• [Problem details]: Starting at the line with "return Err(Too", repeat every line exactly until the records end, including the last one.

(Task inputs Opens)

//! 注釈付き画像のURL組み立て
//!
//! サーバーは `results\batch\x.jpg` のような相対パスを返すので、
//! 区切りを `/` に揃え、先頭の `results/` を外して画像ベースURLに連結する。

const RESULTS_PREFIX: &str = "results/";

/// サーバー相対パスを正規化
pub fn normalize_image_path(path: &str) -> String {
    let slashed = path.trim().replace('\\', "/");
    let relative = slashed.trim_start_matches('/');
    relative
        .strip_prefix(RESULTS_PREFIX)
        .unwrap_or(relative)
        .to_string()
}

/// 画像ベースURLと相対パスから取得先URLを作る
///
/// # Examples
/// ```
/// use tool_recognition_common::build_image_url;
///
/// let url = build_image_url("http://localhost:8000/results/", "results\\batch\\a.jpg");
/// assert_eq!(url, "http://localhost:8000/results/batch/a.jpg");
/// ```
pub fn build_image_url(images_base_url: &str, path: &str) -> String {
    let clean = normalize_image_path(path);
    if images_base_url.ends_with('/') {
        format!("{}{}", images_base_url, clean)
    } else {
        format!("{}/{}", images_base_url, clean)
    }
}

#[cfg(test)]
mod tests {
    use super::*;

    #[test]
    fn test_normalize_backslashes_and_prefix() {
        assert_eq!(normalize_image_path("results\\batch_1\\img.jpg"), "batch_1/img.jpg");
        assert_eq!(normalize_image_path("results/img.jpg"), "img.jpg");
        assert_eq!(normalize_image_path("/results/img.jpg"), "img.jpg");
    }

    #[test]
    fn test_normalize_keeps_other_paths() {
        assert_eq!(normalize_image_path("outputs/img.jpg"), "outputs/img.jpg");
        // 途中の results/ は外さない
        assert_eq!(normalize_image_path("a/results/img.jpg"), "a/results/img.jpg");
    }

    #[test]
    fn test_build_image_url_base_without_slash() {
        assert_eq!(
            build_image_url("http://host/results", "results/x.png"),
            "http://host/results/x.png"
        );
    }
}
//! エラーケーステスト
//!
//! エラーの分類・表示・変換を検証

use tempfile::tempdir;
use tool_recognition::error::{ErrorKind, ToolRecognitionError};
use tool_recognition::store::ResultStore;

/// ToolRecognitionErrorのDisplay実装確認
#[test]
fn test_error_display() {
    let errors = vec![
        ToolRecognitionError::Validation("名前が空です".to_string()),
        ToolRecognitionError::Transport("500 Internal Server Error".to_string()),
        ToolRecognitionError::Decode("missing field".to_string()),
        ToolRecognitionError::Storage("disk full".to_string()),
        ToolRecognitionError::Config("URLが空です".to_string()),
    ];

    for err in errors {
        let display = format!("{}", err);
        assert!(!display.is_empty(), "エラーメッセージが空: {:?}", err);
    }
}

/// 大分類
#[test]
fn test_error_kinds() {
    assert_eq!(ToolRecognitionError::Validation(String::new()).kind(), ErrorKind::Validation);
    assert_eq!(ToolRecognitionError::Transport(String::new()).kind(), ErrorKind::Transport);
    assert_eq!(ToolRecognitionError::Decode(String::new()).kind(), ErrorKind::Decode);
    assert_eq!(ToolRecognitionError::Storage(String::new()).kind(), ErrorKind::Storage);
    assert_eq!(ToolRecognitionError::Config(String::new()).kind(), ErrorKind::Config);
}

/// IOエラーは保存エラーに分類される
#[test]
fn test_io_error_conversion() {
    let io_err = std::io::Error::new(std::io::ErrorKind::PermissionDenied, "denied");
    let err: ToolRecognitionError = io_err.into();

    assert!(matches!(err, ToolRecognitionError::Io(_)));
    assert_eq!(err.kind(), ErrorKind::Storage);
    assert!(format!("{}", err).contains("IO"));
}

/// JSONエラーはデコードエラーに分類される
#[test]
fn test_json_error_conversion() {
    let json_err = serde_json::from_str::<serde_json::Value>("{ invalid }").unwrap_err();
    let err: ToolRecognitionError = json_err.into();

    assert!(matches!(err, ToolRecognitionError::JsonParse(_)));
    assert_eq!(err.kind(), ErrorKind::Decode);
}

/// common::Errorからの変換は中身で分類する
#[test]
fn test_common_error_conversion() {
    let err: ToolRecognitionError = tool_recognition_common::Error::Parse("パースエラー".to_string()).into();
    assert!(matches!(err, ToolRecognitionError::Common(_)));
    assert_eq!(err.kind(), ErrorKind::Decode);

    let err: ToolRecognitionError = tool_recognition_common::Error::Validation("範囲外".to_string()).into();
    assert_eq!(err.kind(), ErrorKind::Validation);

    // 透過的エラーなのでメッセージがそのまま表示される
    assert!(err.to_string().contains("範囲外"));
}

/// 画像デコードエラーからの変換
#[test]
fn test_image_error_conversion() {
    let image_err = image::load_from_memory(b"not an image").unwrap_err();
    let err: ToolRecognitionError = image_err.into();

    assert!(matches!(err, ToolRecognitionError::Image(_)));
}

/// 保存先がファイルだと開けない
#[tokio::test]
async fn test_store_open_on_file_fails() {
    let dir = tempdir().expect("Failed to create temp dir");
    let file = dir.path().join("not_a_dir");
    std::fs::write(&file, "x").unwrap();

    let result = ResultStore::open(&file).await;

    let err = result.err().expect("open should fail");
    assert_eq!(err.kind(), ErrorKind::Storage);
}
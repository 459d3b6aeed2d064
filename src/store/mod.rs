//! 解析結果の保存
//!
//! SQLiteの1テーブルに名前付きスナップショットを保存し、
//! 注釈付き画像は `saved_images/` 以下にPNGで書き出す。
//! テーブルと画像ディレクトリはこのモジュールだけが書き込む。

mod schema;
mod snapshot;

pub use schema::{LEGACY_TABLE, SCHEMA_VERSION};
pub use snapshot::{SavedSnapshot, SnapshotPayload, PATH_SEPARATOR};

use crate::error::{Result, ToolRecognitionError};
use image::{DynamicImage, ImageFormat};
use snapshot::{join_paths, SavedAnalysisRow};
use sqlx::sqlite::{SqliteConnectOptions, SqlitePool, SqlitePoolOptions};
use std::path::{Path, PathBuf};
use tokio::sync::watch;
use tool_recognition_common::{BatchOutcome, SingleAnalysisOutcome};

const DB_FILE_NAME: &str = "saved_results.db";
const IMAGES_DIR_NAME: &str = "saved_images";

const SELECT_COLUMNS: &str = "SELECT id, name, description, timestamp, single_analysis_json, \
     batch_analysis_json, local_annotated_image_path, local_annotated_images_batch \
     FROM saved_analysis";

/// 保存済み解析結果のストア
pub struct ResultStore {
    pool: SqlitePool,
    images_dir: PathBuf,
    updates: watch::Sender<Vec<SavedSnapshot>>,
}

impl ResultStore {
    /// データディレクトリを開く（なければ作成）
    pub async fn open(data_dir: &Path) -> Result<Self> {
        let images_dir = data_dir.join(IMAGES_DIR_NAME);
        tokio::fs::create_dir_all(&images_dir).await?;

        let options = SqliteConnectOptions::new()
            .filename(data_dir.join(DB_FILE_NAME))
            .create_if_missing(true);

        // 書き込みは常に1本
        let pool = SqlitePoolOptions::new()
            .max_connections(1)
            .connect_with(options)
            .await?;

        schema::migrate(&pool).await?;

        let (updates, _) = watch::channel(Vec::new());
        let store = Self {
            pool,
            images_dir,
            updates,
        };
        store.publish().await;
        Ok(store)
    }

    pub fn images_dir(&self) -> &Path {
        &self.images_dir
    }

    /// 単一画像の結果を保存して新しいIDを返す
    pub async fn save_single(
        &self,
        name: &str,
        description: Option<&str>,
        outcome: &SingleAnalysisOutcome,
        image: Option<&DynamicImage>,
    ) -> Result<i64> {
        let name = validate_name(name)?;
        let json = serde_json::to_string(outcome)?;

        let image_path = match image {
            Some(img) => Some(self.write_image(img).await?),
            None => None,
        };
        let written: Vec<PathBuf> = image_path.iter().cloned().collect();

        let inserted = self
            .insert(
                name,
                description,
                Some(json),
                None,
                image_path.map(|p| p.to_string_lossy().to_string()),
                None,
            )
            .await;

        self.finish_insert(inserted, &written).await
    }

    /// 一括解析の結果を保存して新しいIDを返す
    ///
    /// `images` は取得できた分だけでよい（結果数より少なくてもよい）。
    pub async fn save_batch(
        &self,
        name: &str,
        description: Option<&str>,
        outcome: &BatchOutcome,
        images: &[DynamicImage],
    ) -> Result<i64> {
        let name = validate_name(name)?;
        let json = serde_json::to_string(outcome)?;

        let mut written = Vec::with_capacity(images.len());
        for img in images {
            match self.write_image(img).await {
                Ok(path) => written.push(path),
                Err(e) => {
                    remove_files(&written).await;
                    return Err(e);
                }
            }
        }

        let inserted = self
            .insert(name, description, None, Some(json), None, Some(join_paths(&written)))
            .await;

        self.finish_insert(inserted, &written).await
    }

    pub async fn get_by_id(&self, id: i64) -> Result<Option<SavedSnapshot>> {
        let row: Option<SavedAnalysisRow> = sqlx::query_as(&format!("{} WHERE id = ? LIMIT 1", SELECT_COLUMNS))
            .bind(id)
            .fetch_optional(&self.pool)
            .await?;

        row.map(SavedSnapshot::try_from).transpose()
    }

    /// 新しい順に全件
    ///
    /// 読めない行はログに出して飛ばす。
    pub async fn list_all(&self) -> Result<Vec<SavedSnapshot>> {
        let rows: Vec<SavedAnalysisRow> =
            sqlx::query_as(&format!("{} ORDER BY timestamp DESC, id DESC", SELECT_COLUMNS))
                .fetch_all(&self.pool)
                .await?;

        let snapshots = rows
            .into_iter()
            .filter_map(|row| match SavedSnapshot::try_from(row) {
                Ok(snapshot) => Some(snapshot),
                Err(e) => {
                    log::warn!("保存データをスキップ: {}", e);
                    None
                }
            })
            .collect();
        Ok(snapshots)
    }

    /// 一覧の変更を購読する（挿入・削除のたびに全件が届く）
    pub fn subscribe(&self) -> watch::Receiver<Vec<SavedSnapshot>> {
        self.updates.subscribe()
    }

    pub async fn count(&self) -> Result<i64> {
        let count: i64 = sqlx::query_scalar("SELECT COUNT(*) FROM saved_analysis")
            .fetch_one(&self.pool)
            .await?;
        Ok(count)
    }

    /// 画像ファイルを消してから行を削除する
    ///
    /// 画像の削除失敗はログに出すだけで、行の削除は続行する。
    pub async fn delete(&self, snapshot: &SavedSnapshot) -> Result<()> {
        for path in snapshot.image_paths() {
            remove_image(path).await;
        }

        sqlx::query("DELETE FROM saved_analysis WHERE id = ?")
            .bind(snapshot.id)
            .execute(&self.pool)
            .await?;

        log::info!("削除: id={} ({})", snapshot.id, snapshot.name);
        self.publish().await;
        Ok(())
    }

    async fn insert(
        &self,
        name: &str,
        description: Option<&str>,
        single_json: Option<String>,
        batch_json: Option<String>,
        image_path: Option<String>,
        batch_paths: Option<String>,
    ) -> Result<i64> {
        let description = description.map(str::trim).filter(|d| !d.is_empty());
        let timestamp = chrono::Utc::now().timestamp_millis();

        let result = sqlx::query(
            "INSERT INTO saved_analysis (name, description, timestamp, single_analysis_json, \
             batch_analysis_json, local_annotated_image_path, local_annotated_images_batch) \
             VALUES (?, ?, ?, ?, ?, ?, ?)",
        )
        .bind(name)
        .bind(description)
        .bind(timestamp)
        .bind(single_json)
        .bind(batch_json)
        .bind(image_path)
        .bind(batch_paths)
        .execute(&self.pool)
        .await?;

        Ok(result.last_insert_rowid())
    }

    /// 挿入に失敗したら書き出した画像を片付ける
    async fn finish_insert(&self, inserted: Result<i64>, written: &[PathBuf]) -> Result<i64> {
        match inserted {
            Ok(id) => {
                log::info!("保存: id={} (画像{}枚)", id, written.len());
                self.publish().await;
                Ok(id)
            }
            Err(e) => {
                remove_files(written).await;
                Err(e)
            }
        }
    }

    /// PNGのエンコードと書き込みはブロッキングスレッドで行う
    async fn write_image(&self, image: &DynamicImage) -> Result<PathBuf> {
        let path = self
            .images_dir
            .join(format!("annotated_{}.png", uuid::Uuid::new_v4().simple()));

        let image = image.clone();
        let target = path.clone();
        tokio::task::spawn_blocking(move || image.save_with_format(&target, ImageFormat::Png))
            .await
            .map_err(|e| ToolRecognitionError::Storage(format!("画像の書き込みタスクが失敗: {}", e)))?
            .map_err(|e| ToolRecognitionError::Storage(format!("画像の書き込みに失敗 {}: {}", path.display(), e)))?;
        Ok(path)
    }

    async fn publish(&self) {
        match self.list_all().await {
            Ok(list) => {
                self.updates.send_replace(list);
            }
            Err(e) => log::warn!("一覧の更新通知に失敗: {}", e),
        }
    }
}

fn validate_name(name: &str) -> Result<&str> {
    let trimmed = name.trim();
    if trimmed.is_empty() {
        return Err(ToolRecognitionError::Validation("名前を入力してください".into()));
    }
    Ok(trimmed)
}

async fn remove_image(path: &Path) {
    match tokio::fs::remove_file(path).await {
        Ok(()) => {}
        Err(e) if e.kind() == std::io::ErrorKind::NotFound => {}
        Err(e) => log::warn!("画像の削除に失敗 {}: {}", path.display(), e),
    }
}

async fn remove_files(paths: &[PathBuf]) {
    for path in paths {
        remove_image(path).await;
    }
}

(Task inputs Closes)

• [Answer below]:
        return Err(ToolRecognitionError::Validation("名前を入力してください".into()));
    }
    Ok(trimmed)
}

async fn remove_image(path: &Path) {
    match tokio::fs::remove_file(path).await {
        Ok(()) => {}
        Err(e) if e.kind() == std::io::ErrorKind::NotFound => {}
        Err(e) => log::warn!("画像の削除に失敗 {}: {}", path.display(), e),
    }
}

async fn remove_files(paths: &[PathBuf]) {
    for path in paths {
        remove_image(path).await;
    }
}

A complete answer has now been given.